O konu özelinde sormuyorum, erkeklerde hiç mi sorun yok sizce?
Herkes kendinden sorumludur. Ne erkek ne de kadın birbirinden sorumludur. Bakın ben psikoloji okumuş bir kadınım. Bizde bireyleşme diye bir şey yok. Bize kimse birey olmayı öğretmedi. Biz de çocuklarımıza öğretemediğimiz için herkes sorunu karşı tarafta arıyor. Dolayısıyla meseleye, “Hiç mi erkeklerde sorun yok?” diye giremeyiz. Herkes kendi yaptığından sorumludur. Herkes kendi yaptığının bilincine varmalı önce. Toplumlar ancak böyle düzelir.

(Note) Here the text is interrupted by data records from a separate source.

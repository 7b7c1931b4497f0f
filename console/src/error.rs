//! Error types for the admin console.

use thiserror::Error;

/// The single structured failure used across the console.
///
/// Actors, the guard and the gate all report through this type. It is
/// `Clone` so a failure can travel inside an action back to the reducer.
#[derive(Error, Debug, Clone, PartialEq, Eq)]
pub enum ConsoleError {
    /// Transport or remote-service failure
    #[error("{message}")]
    Network {
        /// Human-readable message
        message: String,
        /// Optional machine code reported by the remote service
        code: Option<String>,
    },

    /// Role hierarchy or permission violation
    #[error("Forbidden: {0}")]
    Forbidden(String),

    /// Malformed request
    #[error("Invalid request: {0}")]
    Validation(String),

    /// Target entity is not (or no longer) known
    #[error("Not found: {0}")]
    NotFound(String),
}

impl ConsoleError {
    /// Network failure without a code
    pub fn network(message: impl Into<String>) -> Self {
        Self::Network {
            message: message.into(),
            code: None,
        }
    }

    /// Network failure carrying the remote code
    pub fn network_with_code(message: impl Into<String>, code: impl Into<String>) -> Self {
        Self::Network {
            message: message.into(),
            code: Some(code.into()),
        }
    }

    /// Forbidden failure
    pub fn forbidden(message: impl Into<String>) -> Self {
        Self::Forbidden(message.into())
    }

    /// Validation failure
    pub fn validation(message: impl Into<String>) -> Self {
        Self::Validation(message.into())
    }

    /// Not-found failure
    pub fn not_found(message: impl Into<String>) -> Self {
        Self::NotFound(message.into())
    }

    /// Whether the presentation layer should use its "not allowed" messaging
    #[must_use]
    pub const fn is_forbidden(&self) -> bool {
        matches!(self, Self::Forbidden(_))
    }

    /// Remote code, if any
    #[must_use]
    pub fn code(&self) -> Option<&str> {
        match self {
            Self::Network { code, .. } => code.as_deref(),
            _ => None,
        }
    }

    /// Short human-readable description
    #[must_use]
    pub fn user_message(&self) -> String {
        self.to_string()
    }
}

/// Result alias for console operations
pub type Result<T> = std::result::Result<T, ConsoleError>;

#[cfg(test)]
mod tests {
    use super::*;

    #[test]
    fn test_forbidden_is_the_only_special_case() {
        assert!(ConsoleError::forbidden("no").is_forbidden());
        assert!(!ConsoleError::validation("no").is_forbidden());
        assert!(!ConsoleError::network("down").is_forbidden());
    }

    #[test]
    fn test_user_messages() {
        assert_eq!(
            ConsoleError::network_with_code("Service unavailable", "UNAVAILABLE").user_message(),
            "Service unavailable"
        );
        assert_eq!(
            ConsoleError::not_found("product p-1").user_message(),
            "Not found: product p-1"
        );
        assert_eq!(
            ConsoleError::network_with_code("x", "RATE_LIMIT").code(),
            Some("RATE_LIMIT")
        );
    }
}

Ama genel bir algı olarak ilişkinin ahlakından kadın sorumlu tutuluyor sanki...
Hayır, erkek de sorumlu tutuluyor. Dünyada da sistem böyle kurulmuş. Dinlerin de etkisi var. Tüm dinler de kadını bu kavramın içine kattığı ve kadın doğurabilen bir özelliğe sahip olduğu için kadını sorumlu tutuyor. Çocuğu baba yetiştirmiyor çünkü, anne yetiştiriyor. Ve çocuk yetiştiren bir annenin bilinç düzeyinin, ahlak düzeyinin erkekten çok daha üstün olması lazım ki iyi çocuk yetiştirsin. Vefalı, kaliteli ruhu olan güzel çocuklar yetiştirsin... Onu da yetiştiren bir annedir.
MENOPOZA GİRDİM,BUNU SÖYLEMEK NİYE AYIP OLSUN?
Her zaman açık sözlüsünüz, tepki çekcek bile olsa aklınıza geleni söylemekten çekinmiyorsunuz. Bunun zararı oldu mu size?